Description of the task: Whenever a line of the listing contains "already", it counts; give the total number of such lines and nothing more.
*** Information
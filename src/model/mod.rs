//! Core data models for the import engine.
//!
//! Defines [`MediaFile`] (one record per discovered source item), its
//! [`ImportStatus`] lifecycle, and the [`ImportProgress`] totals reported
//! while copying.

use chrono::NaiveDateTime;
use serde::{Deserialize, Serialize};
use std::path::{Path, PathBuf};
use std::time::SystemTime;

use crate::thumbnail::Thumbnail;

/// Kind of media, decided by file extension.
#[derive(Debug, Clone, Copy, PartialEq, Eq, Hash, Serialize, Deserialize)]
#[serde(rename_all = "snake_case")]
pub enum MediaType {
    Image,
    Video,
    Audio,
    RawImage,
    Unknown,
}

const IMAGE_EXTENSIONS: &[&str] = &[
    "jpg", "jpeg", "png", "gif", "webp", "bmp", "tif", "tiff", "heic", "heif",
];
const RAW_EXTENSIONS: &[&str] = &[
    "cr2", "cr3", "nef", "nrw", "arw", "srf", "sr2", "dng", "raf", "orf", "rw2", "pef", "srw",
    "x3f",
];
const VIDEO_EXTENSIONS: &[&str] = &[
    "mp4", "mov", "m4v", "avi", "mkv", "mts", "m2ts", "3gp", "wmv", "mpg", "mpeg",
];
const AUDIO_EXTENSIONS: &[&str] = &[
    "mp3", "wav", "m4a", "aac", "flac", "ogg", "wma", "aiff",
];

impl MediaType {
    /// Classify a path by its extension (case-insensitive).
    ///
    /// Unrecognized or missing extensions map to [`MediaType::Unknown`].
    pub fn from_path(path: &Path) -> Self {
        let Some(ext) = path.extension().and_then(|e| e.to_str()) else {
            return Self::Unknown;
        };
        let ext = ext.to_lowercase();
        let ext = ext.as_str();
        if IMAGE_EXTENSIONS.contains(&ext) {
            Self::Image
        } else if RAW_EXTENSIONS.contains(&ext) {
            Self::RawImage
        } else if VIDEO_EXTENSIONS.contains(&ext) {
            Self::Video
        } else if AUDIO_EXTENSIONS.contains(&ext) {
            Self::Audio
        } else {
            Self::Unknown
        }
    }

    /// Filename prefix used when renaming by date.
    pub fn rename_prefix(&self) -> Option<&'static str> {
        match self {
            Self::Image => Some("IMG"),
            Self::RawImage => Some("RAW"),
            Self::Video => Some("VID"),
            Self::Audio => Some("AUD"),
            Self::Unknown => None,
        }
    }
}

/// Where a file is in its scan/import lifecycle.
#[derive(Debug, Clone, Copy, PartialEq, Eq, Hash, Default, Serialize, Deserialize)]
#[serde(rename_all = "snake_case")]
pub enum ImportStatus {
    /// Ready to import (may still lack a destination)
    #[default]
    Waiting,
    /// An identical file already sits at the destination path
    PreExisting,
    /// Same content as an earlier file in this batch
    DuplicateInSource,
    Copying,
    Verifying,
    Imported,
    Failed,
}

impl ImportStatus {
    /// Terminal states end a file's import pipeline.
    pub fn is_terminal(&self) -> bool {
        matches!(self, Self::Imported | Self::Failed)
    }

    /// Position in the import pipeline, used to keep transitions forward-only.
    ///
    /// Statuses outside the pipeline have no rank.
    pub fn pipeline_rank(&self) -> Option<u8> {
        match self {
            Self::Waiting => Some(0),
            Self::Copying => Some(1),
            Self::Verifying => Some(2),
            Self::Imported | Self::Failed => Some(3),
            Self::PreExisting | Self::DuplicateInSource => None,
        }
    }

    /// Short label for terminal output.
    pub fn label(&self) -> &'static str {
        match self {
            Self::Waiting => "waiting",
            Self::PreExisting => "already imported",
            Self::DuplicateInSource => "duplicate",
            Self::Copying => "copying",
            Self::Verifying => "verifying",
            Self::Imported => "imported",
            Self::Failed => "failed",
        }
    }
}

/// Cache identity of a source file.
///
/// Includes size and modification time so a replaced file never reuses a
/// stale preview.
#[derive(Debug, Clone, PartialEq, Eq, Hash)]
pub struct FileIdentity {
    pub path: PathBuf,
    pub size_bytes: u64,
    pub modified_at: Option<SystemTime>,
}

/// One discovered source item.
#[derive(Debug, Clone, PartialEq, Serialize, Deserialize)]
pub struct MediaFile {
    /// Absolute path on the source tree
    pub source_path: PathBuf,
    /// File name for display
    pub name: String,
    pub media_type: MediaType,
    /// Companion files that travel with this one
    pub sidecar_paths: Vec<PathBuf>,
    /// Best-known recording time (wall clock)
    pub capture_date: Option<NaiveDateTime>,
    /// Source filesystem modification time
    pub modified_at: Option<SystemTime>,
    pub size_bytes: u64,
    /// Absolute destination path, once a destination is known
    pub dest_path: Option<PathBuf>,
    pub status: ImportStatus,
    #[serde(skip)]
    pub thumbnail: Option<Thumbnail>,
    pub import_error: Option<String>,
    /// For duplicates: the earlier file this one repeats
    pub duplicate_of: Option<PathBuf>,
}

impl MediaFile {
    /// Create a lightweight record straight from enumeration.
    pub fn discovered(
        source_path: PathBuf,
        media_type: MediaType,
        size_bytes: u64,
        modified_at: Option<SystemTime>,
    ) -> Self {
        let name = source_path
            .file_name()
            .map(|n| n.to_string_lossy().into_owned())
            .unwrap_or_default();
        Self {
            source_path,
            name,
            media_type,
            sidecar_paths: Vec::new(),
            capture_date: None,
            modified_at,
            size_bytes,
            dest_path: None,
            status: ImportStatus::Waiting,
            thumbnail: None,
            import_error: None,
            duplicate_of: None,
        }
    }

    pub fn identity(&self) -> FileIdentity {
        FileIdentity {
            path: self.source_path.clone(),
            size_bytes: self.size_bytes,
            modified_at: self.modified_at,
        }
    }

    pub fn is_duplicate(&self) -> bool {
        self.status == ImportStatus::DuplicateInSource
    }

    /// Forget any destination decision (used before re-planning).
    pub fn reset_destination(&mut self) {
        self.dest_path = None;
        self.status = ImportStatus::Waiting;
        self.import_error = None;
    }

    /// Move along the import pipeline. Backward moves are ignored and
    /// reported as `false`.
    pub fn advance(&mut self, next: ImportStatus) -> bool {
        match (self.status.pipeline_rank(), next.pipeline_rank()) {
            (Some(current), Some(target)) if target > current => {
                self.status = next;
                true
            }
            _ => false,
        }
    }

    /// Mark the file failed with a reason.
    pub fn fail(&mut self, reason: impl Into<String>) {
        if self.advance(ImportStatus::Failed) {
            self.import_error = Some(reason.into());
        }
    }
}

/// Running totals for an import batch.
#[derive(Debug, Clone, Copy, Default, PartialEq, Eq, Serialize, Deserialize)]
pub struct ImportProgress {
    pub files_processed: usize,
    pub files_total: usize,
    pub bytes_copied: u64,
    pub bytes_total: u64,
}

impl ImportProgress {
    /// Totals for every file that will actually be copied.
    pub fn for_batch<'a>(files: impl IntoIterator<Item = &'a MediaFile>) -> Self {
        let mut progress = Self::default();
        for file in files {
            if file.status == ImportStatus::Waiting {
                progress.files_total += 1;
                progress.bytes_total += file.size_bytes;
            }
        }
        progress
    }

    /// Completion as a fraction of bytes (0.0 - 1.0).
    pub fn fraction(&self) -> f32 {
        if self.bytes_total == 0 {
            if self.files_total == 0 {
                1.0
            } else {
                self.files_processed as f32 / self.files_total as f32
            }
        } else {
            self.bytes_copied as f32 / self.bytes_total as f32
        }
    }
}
******
Task output: 2